- TASK BRIEF:
Search the material for "SheetRef" and copy each line in which it is found.

- DATA SHOWN:
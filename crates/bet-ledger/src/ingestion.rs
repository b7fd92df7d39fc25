//! Data ingestion: fetch + parse a sheet (or generate demo data) and swap the
//! result in as the current snapshot.
//!
//! Every load takes a generation ticket before it starts. Only the most
//! recently issued ticket may commit, so a slow response from an earlier
//! refresh can never overwrite a newer one.

use std::fmt;
use std::sync::atomic::{AtomicU64, Ordering};
use std::sync::{Arc, PoisonError, RwLock};

use chrono::{DateTime, Utc};
use tracing::{info, warn};

use crate::error::LoadError;
use crate::http::CsvSource;
use crate::mock::generate_demo_records;
use crate::parser::parse_csv_data;
use crate::sheet::SheetRef;
use crate::types::BetRecord;

// ── Snapshot ────────────────────────────────────────────────────────────────

/// Where the current records came from.
#[derive(Debug, Clone, PartialEq, Eq)]
pub enum DataSource {
    /// Nothing loaded yet.
    Empty,
    /// Shared spreadsheet link (as the user gave it).
    Sheet(String),
    /// Local CSV file.
    File(String),
    /// Generated demo data.
    Demo,
}

impl fmt::Display for DataSource {
    fn fmt(&self, f: &mut fmt::Formatter<'_>) -> fmt::Result {
        match self {
            Self::Empty => write!(f, "empty"),
            Self::Sheet(url) => write!(f, "sheet {}", url),
            Self::File(path) => write!(f, "file {}", path),
            Self::Demo => write!(f, "demo data"),
        }
    }
}

/// Immutable record collection from one load. Replaced wholesale, never edited.
#[derive(Debug, Clone)]
pub struct Snapshot {
    pub records: Vec<BetRecord>,
    pub source: DataSource,
    pub generation: u64,
    pub loaded_at: Option<DateTime<Utc>>,
}

impl Snapshot {
    fn empty() -> Self {
        Self {
            records: Vec::new(),
            source: DataSource::Empty,
            generation: 0,
            loaded_at: None,
        }
    }
}

/// Proof that a load was started; carries its generation number.
#[derive(Debug, Clone, Copy, PartialEq, Eq)]
pub struct LoadTicket(u64);

impl LoadTicket {
    pub fn generation(&self) -> u64 {
        self.0
    }
}

// ── Store ───────────────────────────────────────────────────────────────────

/// Holder of the current snapshot. Many readers, one committed writer at a time.
#[derive(Debug)]
pub struct LedgerStore {
    current: RwLock<Arc<Snapshot>>,
    issued: AtomicU64,
}

impl Default for LedgerStore {
    fn default() -> Self {
        Self::new()
    }
}

impl LedgerStore {
    pub fn new() -> Self {
        Self {
            current: RwLock::new(Arc::new(Snapshot::empty())),
            issued: AtomicU64::new(0),
        }
    }

    /// Current snapshot (cheap `Arc` clone).
    pub fn snapshot(&self) -> Arc<Snapshot> {
        self.current.read().unwrap_or_else(PoisonError::into_inner).clone()
    }

    /// Issue the next generation ticket. Any earlier ticket becomes stale.
    pub fn begin_load(&self) -> LoadTicket {
        LoadTicket(self.issued.fetch_add(1, Ordering::SeqCst) + 1)
    }

    /// Replace the snapshot if `ticket` is still the newest one issued.
    ///
    /// Returns `false` (and leaves the store untouched) for a stale ticket.
    pub fn commit(&self, ticket: LoadTicket, source: DataSource, records: Vec<BetRecord>) -> bool {
        let mut current = self.current.write().unwrap_or_else(PoisonError::into_inner);

        let latest = self.issued.load(Ordering::SeqCst);
        if ticket.0 != latest || ticket.0 <= current.generation {
            warn!(
                "Discarding stale load #{} from {} (latest #{})",
                ticket.0, source, latest
            );
            return false;
        }

        info!("Loaded {} record(s) from {} (#{})", records.len(), source, ticket.0);
        *current = Arc::new(Snapshot {
            records,
            source,
            generation: ticket.0,
            loaded_at: Some(Utc::now()),
        });
        true
    }
}

// ── Loads ───────────────────────────────────────────────────────────────────

/// Parse already-fetched CSV text; zero records is a `VacantSource` failure.
pub fn records_from_csv(text: &str) -> Result<Vec<BetRecord>, LoadError> {
    let records = parse_csv_data(text);
    if records.is_empty() {
        return Err(LoadError::VacantSource);
    }
    Ok(records)
}

/// Run one sheet load: resolve the link, fetch the export, parse, commit.
///
/// Returns `Ok(true)` if the snapshot was replaced, `Ok(false)` if a newer
/// load superseded this one while it was in flight. An unresolvable link fails
/// before any request is made. On error the previous snapshot stays.
pub async fn load_sheet<S: CsvSource>(store: &LedgerStore, source: &S, url: &str) -> Result<bool, LoadError> {
    let sheet = SheetRef::parse(url)?;
    let ticket = store.begin_load();

    let text = source.fetch_csv(&sheet.export_url()).await?;
    let records = records_from_csv(&text)?;

    Ok(store.commit(ticket, DataSource::Sheet(url.to_string()), records))
}

/// Load a local CSV export (offline counterpart of [`load_sheet`]).
pub fn load_file_text(store: &LedgerStore, path: &str, text: &str) -> Result<bool, LoadError> {
    let ticket = store.begin_load();
    let records = records_from_csv(text)?;
    Ok(store.commit(ticket, DataSource::File(path.to_string()), records))
}

/// Replace the snapshot with freshly generated demo records.
pub fn load_demo(store: &LedgerStore) -> bool {
    let ticket = store.begin_load();
    store.commit(ticket, DataSource::Demo, generate_demo_records())
}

- TASK RESPONSE:
use crate::sheet::SheetRef;
    let sheet = SheetRef::parse(url)?;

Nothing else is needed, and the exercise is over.